Poetic Healing: How Poetry Saved my Life
On our earth, before writing was invented, before the printing press was invented, poetry flourished. That is why we know that poetry is like bread; it should be shared by all, by scholars and by peasants, by all our vast, incredible, extraordinary family of humanity.
—Pablo Neruda
Poetic Healing: How Poetry Saved my Life
The day I discovered a slim volume of poetry called Stanyan Street and Other Sorrows by Rod McKuen, I realized that poems didn't have to rhyme. You can use them to talk about anything stripped of pretense or sentiment to say what's in your heart, and that can be amazing- in fact, it can save your life. If he could write the truth about waking up on Stanyan Street, then I could write the truth about waking up on Fairacres Drive. At about the same time, I started listening carefully to song lyrics and realized that they were all made up of poetry. And poems kept finding me like contemporary poet Naomi Shihab Nye says in an excerpt from her poem “A Valentine for Ernest Mann”:
You can't order a poem like you order a taco. Walk up to the counter, say, "I'll take two"
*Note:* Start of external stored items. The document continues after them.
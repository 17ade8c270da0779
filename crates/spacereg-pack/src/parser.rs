//! Shared YAML parsing infrastructure.
//!
//! Every table file is deserialized through these functions so that file
//! errors and parse errors are reported the same way, with the path that
//! caused them.

use std::path::Path;

use serde::de::DeserializeOwned;

use crate::error::{PackError, PackResult};

/// Read a file, mapping `NotFound` to [`PackError::FileNotFound`].
fn read_file(path: &Path) -> PackResult<String> {
    std::fs::read_to_string(path).map_err(|e| {
        if e.kind() == std::io::ErrorKind::NotFound {
            PackError::FileNotFound {
                path: path.to_path_buf(),
            }
        } else {
            PackError::Io(e)
        }
    })
}

/// Load a YAML file into a strongly-typed struct.
pub fn load_yaml_typed<T: DeserializeOwned>(path: &Path) -> PackResult<T> {
    let content = read_file(path)?;
    serde_yaml::from_str(&content).map_err(|e| PackError::YamlParse {
        path: path.to_path_buf(),
        source: e,
    })
}

/// Parse YAML text that did not come from a file (bundled data, request
/// bodies, tests).
pub fn parse_yaml_str<T: DeserializeOwned>(content: &str) -> PackResult<T> {
    Ok(serde_yaml::from_str(content)?)
}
and expect it to be handed back to you on a shiny plate...
I'll tell a secret instead: poems hide. In the bottoms of our shoes, they are sleeping.
They are the shadows drifting across our ceilings the moment before we wake up.
What we have to do is live in a way that lets us find them.
Poems Have Been My Lessons From the Universe
In looking back over my life, I can now see that poems have been showing up for me, like messages in bottles washing up on my shores, at just the right times in the strangest places. I discovered my Grandma Claytie had not just ridden her 3 wheeler around Burrton, Kansas selling insurance. When she wasn't crashing into ditches with only a spinning wheel as a signal of where to find her, she had been a poet. She'd written a poetry column for the Burrton Graphic called Claytie's Corner back in the early '50s. Although her poems were filled with sentimentality forced into a rhyme scheme, the beauty of everyday life shone through them - the perils of not enough soap for boy's ears, crying children, sore and beautiful hands. They reminded me of an old picture of her hand holding mine up to the camera to show off my wedding ring. Later, the scene rang out in my poetry about how the spirit in her hands transformed my life. And then I stumbled upon retired insurance executive from Nebraska, Ted Kooser, who wrote these exotic lines about merely peeling a potato: "Pablo Casals should see me now, bowing this fat little cello, peeling off long white chords…". He later was named the US Poet Laureate in 2004 and 2005 and went on to win the Pulitzer Prize in poetry. His poetic scenes of everyday existence included an elderly tattooed man's perspective at a yard sale, pantry shelves, and even the kitchen sink. My favorite was about giving a love poem he hoped was still warm from sitting in his back pocket. And these all made me look around and see the world differently. I began to see beauty and poetry all around. I saw love in how my husband handled roadkill, passion in a dirty hat, displaced grief for my mom in trying to love a cat, compassion for my Father's simple need for a comb in the ICU, and on it grew.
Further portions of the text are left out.